“Sur cette arrivée au dégout, à la haine”, confie le président du Collectif Ultras Paris

Trois jours après l’élimination du PSG lors du dernier match de la Ligue des champions face au Real Madrid, les ultras du club réclamaient la démission du président, Nasser Al-Khelaïfi. une première après l’arrivée des propriétaires qatariens en 2011. “Ce n’est plus de la tristesse, on est arrivé au dégoût, à la haine”, J’ai confié le même jour 12 mars à France Bleu Paris Nicolas Boffredo, président du Collectif Ultras Paris (CUP).
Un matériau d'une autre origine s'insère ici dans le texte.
impl LogTracker {
    pub fn new(directory: impl Into<PathBuf>, backfill: bool) -> Self {
        Self {
            directory: directory.into(),
            state: TrackerState::Discovering,
            backfill,
            retry_interval: Duration::from_secs(5),
            next_directory_check: None,
            pending_rotation: false,
            pending_truncation: false,
        }
    }

    pub fn with_retry_interval(mut self, interval: Duration) -> Self {
        self.retry_interval = interval;
        self
    }

    pub fn directory(&self) -> &Path {
        &self.directory
    }

    pub fn state(&self) -> &TrackerState {
        &self.state
    }

    /// One step of the state machine. Errors are transient: the tracker keeps
    /// its position and the next poll tries again.
    pub fn poll(&mut self) -> Result<Option<LogChunk>, TrackerError> {
        if !self.directory_available()? {
            return Ok(None);
        }

        let entries =
            list_log_files(&self.directory).map_err(|e| TrackerError::io(&self.directory, e))?;
        let Some(active) = select_active(&entries) else {
            return Ok(None);
        };

        let switch_to = match &self.state {
            TrackerState::Discovering => {
                let offset = if self.backfill { 0 } else { active.len };
                info!(path = %active.path.display(), offset, "tracking log file");
                Some(offset)
            }
            TrackerState::Tracking { path, .. } if *path != active.path => {
                // Only move once the other file is strictly newer; equal mtimes
                // say nothing about which one the game is writing.
                let current = entries.iter().find(|entry| entry.path == *path);
                if current.is_none_or(|current| active.modified > current.modified) {
                    info!(
                        from = %path.display(),
                        to = %active.path.display(),
                        "log file rotated"
                    );
                    self.pending_rotation = true;
                    Some(0)
                } else {
                    None
                }
            }
            TrackerState::Tracking { .. } => None,
        };
        if let Some(offset) = switch_to {
            self.state = TrackerState::Tracking {
                path: active.path.clone(),
                offset,
            };
        }

        self.read_appended()
    }

    fn directory_available(&mut self) -> Result<bool, TrackerError> {
        if self
            .next_directory_check
            .is_some_and(|next| Instant::now() < next)
        {
            return Ok(false);
        }

        if self.directory.is_dir() {
            if self.next_directory_check.take().is_some() {
                info!(path = %self.directory.display(), "log directory available");
            }
            return Ok(true);
        }

        let first_miss = self.next_directory_check.is_none();
        self.next_directory_check = Some(Instant::now() + self.retry_interval);
        if first_miss {
            Err(TrackerError::DirectoryMissing(self.directory.clone()))
        } else {
            Ok(false)
        }
    }

    fn read_appended(&mut self) -> Result<Option<LogChunk>, TrackerError> {
        let TrackerState::Tracking { path, offset } = &mut self.state else {
            return Ok(None);
        };

        let len = fs::metadata(&*path)
            .map_err(|e| TrackerError::io(path.clone(), e))?
            .len();
        if len < *offset {
            warn!(path = %path.display(), offset = *offset, len, "log file truncated");
            *offset = 0;
            self.pending_truncation = true;
        }

        let mut text = String::new();
        if len > *offset {
            let mut file = File::open(&*path).map_err(|e| TrackerError::io(path.clone(), e))?;
            file.seek(SeekFrom::Start(*offset))
                .map_err(|e| TrackerError::io(path.clone(), e))?;
            let mut buffer = Vec::new();
            file.take(len - *offset)
                .read_to_end(&mut buffer)
                .map_err(|e| TrackerError::io(path.clone(), e))?;

            // A line still being written stays in the file until its newline lands.
            if let Some(end) = buffer.iter().rposition(|b| *b == b'\n') {
                buffer.truncate(end + 1);
                *offset += buffer.len() as u64;
                text = String::from_utf8_lossy(&buffer).into_owned();
            }
        }

        if text.is_empty() && !self.pending_rotation && !self.pending_truncation {
            return Ok(None);
        }
        debug!(path = %path.display(), offset = *offset, bytes = text.len(), "read log chunk");
        Ok(Some(LogChunk {
            path: path.clone(),
            text,
            rotated: std::mem::take(&mut self.pending_rotation),
            truncated: std::mem::take(&mut self.pending_truncation),
        }))
    }
}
“Ca ne va pas du tout, ça ne passe pas”, insister Nicolas Boffredo. “Les vieilles expériences, le retour, l’élimination contre Manchester United, etc., avaient du mal à passer mais celle-là, c’est encore pire parce qu’on a changé qu’ils avaient compris”. ouiSur Twitter, les appellent les supporters à se joindre à eux dimanche pour montrer leur “moi le contentement”, “pas de violence”lors du match de Ligue 1 contre Bordeaux.

“On cite Nasser mais le problème est général, c’est tout un tas de personnes qu’il y a autour”, Nicolas Boffredo précise.

“On n’arrive plus à comprendre comment est géré le club, il déjà trop d’intermédiaires, trop de gens viennent polluer le club. Il faut un patron, quelqu’un que prend une décision forte et que tout le monde écoute”

Nicolas Boffredo

à franceinfo

“Oui, Nasser est l’acteur principal de nore retour, oui, il nous a soutenu mais vient un moment où on ne peut plus cautionner certains choix”, emporte le président du CUP. Il reproche notamment aux directeurs parisiens leur politique de recrutement : “Les grands d’Europe ne réagissent pas comme le PSG. Quand ça ne va pas, qu’est ce qu’on fait? On va chercher les meilleurs joueurs. Aujourd’hui, le football ne marche pas comme ça. Ce n’ c’est passé la playstation”.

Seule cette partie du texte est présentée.